Rossi and Márquez again collided at Assen on the final lap; Rossi rejoined the circuit through the gravel and went on to win the race, while race direction deemed the incident as a racing incident.[7]

At San Marino, Rossi was given a penalty point on his licence, for impeding Lorenzo in qualifying, an incident that would cause implications later on in the season.[11]

The Australian Grand Prix was won by Márquez, with Lorenzo in second and Rossi finishing fourth, in a race that is considered to be one of the greatest in MotoGP's history.[12] With the top three in the championship, along with Andrea Iannone's Ducati going head to head, with over 50 overtakes between the top four throughout the race, 13 lead changes and Márquez setting the fastest lap on the final lap to ensure victory.[13] Despite the incredible response from fans about the race, Rossi was not happy with how the race unfolded and made comments about Márquez, making accusing Márquez of helping Lorenzo in his title aspirations at Phillip Island in the pre-event press conference at Malaysia, a claim that Márquez refuted, leading up to one of the most infamous races in the sports history one week later.[14][15]

The Malaysian race, was originally at risk of being cancelled due to smoke from fires in Indonesia impacting the track, however the race would go ahead with Rossi and Márquez colliding for a third time during the season. After a series of 18 overtakes and exchanges of positions between the two, during the seventh lap of the race, Rossi made a move on Márquez at Turn 14, pushing Márquez to the outside of the circuit. The two riders made contact and Márquez fell from his bike. He remounted and returned to the pits but had to retire from the race. Rossi maintained the third place that the pair had been battling over until the end of the race.[16] The incident divided fans, pundits and the riders on the grid, with Lorenzo made a gesture showing his disapproval at the move and deemed the penalty as "inadequate" and was booed off the podium, with race winner Pedrosa criticising Rossi's reaction to the incident by calling it a contradiction based on his previous comments on racing incidents.[15][17] Race Direction reviewed the incident and deemed Rossi at fault for the collision, and three penalty points were added to his licence.[18] With this, it meant that Rossi was forced to start the final race in Valencia from the back of the grid, despite appealing the penalty to the Court of Arbitration for Sport, the penalty was ultimately upheld; with Lorenzo submitting a statement towards the appeal and later apologised for his actions on the podium.[19] Rossi voiced his regret at his move on Márquez, but did not apologise for the incident occurring while Márquez stood his ground on his riding style in Malaysia.[15][20]

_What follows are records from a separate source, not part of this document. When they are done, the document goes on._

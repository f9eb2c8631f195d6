// ABOUTME: Meal structure commands for the meal-planner CLI
// ABOUTME: Lists templates and builds calorie-stamped structures from them
//
// SPDX-License-Identifier: MIT OR Apache-2.0
// Copyright (c) 2025 Pierre Fitness Intelligence

use super::print_json;
use pierre_meals::{
    config::EngineConfig,
    errors::AppResult,
    intelligence::{build_from_template, templates as builtin_templates, validate},
};
use serde_json::json;

/// Print every built-in template with its slots
pub fn templates() -> AppResult<()> {
    let listing: Vec<_> = builtin_templates()
        .iter()
        .map(|template| {
            json!({
                "id": template.id,
                "description": template.description,
                "mode": template.mode,
                "slots": template
                    .slots
                    .iter()
                    .map(|(name, label, percentage)| json!({
                        "name": name,
                        "label": label,
                        "percentage": percentage,
                    }))
                    .collect::<Vec<_>>(),
            })
        })
        .collect();
    print_json(&listing)
}

/// Build a structure and print it with its validation report
pub fn build(config: &EngineConfig, template_id: &str, daily_calories: f64) -> AppResult<()> {
    let structure = build_from_template(template_id, daily_calories)?;
    let report = validate(&structure, &config.structure);
    print_json(&json!({
        "template": template_id,
        "daily_calories": daily_calories,
        "structure": structure,
        "total_target_calories": structure.total_target_calories(),
        "validation": report,
    }))
}
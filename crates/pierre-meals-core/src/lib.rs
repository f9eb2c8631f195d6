// ABOUTME: Core types and constants for the Pierre meal composition engine
// ABOUTME: Foundation crate with error handling, nutrition values, catalog and plan models
//
// SPDX-License-Identifier: MIT OR Apache-2.0
// Copyright (c) 2025 Pierre Fitness Intelligence

#![deny(unsafe_code)]

//! # Pierre Meals Core
//!
//! Foundation crate providing shared types and constants for the meal
//! composition engine. This crate is designed to change infrequently, enabling
//! incremental compilation benefits in the workspace.
//!
//! ## Modules
//!
//! - **errors**: Unified error handling with `AppError` and `ErrorCode`
//! - **constants**: Energy conversion factors and default tuning values
//! - **models**: Nutrition values, macro profiles, catalog items and daily plans

/// Unified error handling system with standard error codes
pub mod errors;

/// Energy conversion factors and default tuning values
pub mod constants;

/// Core data models (nutrition, catalog items, daily plans)
pub mod models;
/// Convert a structure stored as fractions of 1 into percentages
///
/// When the percentages sum to at most the legacy threshold (1.5 by
/// default) every percentage is multiplied by 100; otherwise the structure
/// is returned unchanged. Must run before [`validate`].
///
/// # Errors
///
/// Returns `InvalidStructure` when a percentage is negative or not finite
pub fn normalize_legacy(
    structure: &MealStructure,
    config: &StructureConfig,
) -> AppResult<MealStructure> {
    if let Some(slot) = structure
        .slots
        .iter()
        .find(|slot| !slot.percentage.is_finite() || slot.percentage < 0.0)
    {
        return Err(AppError::invalid_structure(format!(
            "slot '{}' has percentage {} which cannot be normalized",
            slot.name, slot.percentage
        ))
        .with_details(json!({ "slot": slot.name })));
    }

    let total = structure.total_percentage();
    if structure.slots.is_empty() || total > config.legacy_fraction_threshold {
        return Ok(structure.clone());
    }

    debug!(total, "Normalizing legacy fractional meal structure");
    let slots = structure
        .slots
        .iter()
        .map(|slot| MealSlot {
            percentage: slot.percentage * 100.0,
            ..slot.clone()
        })
        .collect();
    Ok(MealStructure::new(structure.mode, slots))
}

/// Normalize, validate and stamp calorie targets in one step
///
/// # Errors
///
/// Returns `InvalidInput` for a bad budget and `InvalidStructure` when the
/// structure cannot be normalized or fails validation
pub fn prepare(
    structure: &MealStructure,
    daily_calories: f64,
    config: &StructureConfig,
) -> AppResult<MealStructure> {
    check_daily_calories(daily_calories)?;
    let normalized = normalize_legacy(structure, config)?;
    validate(&normalized, config).into_result()?;
    Ok(recalculate_targets(&normalized, daily_calories))
}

Following the fallout from Malaysia, which included a clash between the Márquez family and Italian television reporters who invaded the family property in Barcelona, Lorenzo being wrongfully accused of storming race direction demanding a penalty for Rossi, which the members of the media would later retract the story and Rossi's protest being overturned being met with hostile reactions from some fans; FIM president Vito Ippolito deemed the events as a "damaging effect on the staging of our competitions and poisoned the atmosphere around the sport", with Ippolito and Dorna Sports boss Carmelo Ezpeleta calling a private meeting for all riders and crew chiefs in Valencia, cancelling the pre-event press conference, also meeting with Lorenzo, Márquez and Rossi privately before the race weekend began.[20][21][22][23][24]

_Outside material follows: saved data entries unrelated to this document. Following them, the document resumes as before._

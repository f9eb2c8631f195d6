// ABOUTME: Command modules for the meal-planner CLI
// ABOUTME: Structure, matching and totals commands plus shared JSON output
//
// SPDX-License-Identifier: MIT OR Apache-2.0
// Copyright (c) 2025 Pierre Fitness Intelligence

pub mod matching;
pub mod structure;
pub mod totals;

use pierre_meals::errors::AppResult;
use serde::Serialize;

/// Print a value as pretty JSON on stdout
pub fn print_json<T: Serialize>(value: &T) -> AppResult<()> {
    let rendered = serde_json::to_string_pretty(value)?;
    println!("{rendered}");
    Ok(())
}
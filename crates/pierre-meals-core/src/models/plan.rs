// ABOUTME: Daily plan models: slot assignments, cached totals and storage keys
// ABOUTME: DailyPlan, PlanEntry, PlanKey and the standard/fasting PlanVariant discriminator
//
// SPDX-License-Identifier: MIT OR Apache-2.0
// Copyright (c) 2025 Pierre Fitness Intelligence

use super::nutrition::NutritionValues;
use crate::errors::{AppError, AppResult};
use chrono::{DateTime, NaiveDate, Utc};
use serde::{Deserialize, Serialize};
use std::collections::BTreeMap;
use std::fmt;
use uuid::Uuid;

/// Which of the two independent plans for a date is addressed
#[derive(Debug, Clone, Copy, PartialEq, Eq, Hash, Serialize, Deserialize, Default)]
#[serde(rename_all = "snake_case")]
pub enum PlanVariant {
    /// Regular meal structure
    #[default]
    Standard,
    /// Alternate fasting structure
    Fasting,
}

impl fmt::Display for PlanVariant {
    fn fmt(&self, f: &mut fmt::Formatter<'_>) -> fmt::Result {
        match self {
            Self::Standard => f.write_str("standard"),
            Self::Fasting => f.write_str("fasting"),
        }
    }
}

/// Storage key shared by both variants of a day
#[derive(Debug, Clone, Copy, PartialEq, Eq, Hash, PartialOrd, Ord, Serialize, Deserialize)]
pub struct PlanKey {
    /// Owning user
    pub user_id: Uuid,
    /// Calendar date
    pub date: NaiveDate,
}

impl PlanKey {
    /// Create a key
    #[must_use]
    pub const fn new(user_id: Uuid, date: NaiveDate) -> Self {
        Self { user_id, date }
    }
}

impl fmt::Display for PlanKey {
    fn fmt(&self, f: &mut fmt::Formatter<'_>) -> fmt::Result {
        write!(f, "{}/{}", self.user_id, self.date)
    }
}

/// One chosen item in a slot
#[derive(Debug, Clone, PartialEq, Serialize, Deserialize)]
pub struct PlanEntry {
    /// Catalog identifier
    pub item_id: String,
    /// Number of base servings (may be fractional)
    pub servings: f64,
}

impl PlanEntry {
    /// Create an entry
    ///
    /// # Errors
    ///
    /// Returns `InvalidInput` if the id is blank or servings are not a
    /// finite positive number
    pub fn new(item_id: impl Into<String>, servings: f64) -> AppResult<Self> {
        let item_id = item_id.into();
        if item_id.trim().is_empty() {
            return Err(AppError::invalid_input("item_id must not be empty"));
        }
        if !servings.is_finite() || servings <= 0.0 {
            return Err(AppError::invalid_input(format!(
                "servings must be a positive number, got {servings}"
            ))
            .with_resource_id(item_id));
        }
        Ok(Self { item_id, servings })
    }
}

/// Slot name to assigned entries
pub type PlanSlots = BTreeMap<String, Vec<PlanEntry>>;

/// Assignments for one user, date and variant, with cached day totals
#[derive(Debug, Clone, PartialEq, Serialize, Deserialize)]
pub struct DailyPlan {
    /// Slot name to chosen items
    pub slots: PlanSlots,
    /// Cached totals, recomputed whenever `slots` changes
    pub totals: NutritionValues,
    /// Optimistic-concurrency version; 0 for a plan never stored
    #[serde(default)]
    pub version: u64,
    /// Last modification time
    pub updated_at: DateTime<Utc>,
}

impl DailyPlan {
    /// Create an empty, never-stored plan
    #[must_use]
    pub fn new() -> Self {
        Self {
            slots: BTreeMap::new(),
            totals: NutritionValues::zero(),
            version: 0,
            updated_at: Utc::now(),
        }
    }

    /// Whether no slot has any assignment
    #[must_use]
    pub fn is_empty(&self) -> bool {
        self.slots.values().all(Vec::is_empty)
    }
}

impl Default for DailyPlan {
    fn default() -> Self {
        Self::new()
    }
}
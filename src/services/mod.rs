// ABOUTME: Domain service layer orchestrating the meal engine over its collaborators
// ABOUTME: Reusable by the CLI and any embedding application
//
// SPDX-License-Identifier: MIT OR Apache-2.0
// Copyright (c) 2025 Pierre Fitness Intelligence

//! Domain service layer
//!
//! Services combine the pure engine with catalog, settings and plan storage
//! so entry points share one set of business rules.

/// Meal structure, suggestion, swap and daily plan operations
pub mod meal_planning;

pub use meal_planning::{DaySuggestions, MealPlanningService, SlotSuggestions};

In the final five races, Rossi finished ahead of Lorenzo once, as Lorenzo continued to close the points gap; at a maximum of 23 after San Marino, Lorenzo pulled it back to 7 going into Valencia with the champion to be determined at the final race of the season for the first time in nine years when Nicky Hayden defeated Rossi for the title at Valencia.[25]

At the final race, Lorenzo took his seventh win of the season and won the world title by five points, leading the world championship for the first time all season while Rossi could only finish fourth gaining over 10 positions throughout the race.[1][26][27]

Third place in the final riders' championship standings went to Márquez, who won five races during the season, but six retirements during the campaign stopped him from challenging the Yamaha pair in the championship run-in. The only other rider to win a race during the season was Márquez's Repsol Honda teammate, Dani Pedrosa. Pedrosa missed three races at the start of the season, after electing to undergo surgery to alleviate issues with arm-pump. Upon his return, he did not podium until Catalunya, and ultimately, took two wins in the closing four races at Motegi,[28] and Sepang.[16]

Other championship standings[edit]

In the other championships, the eleven wins for Rossi and Lorenzo were enough for Yamaha to take the teams' title by over 200 points ahead of Repsol Honda,[29] and the manufacturers' title by 52 points ahead of Honda.[30] Amongst the class of rookies, Suzuki rider Maverick Viñales took the IRTA Cup, finishing in twelfth place overall,[31][32] while Héctor Barberá of Avintia Racing was the best-placed Open class rider, in fifteenth.[31][32]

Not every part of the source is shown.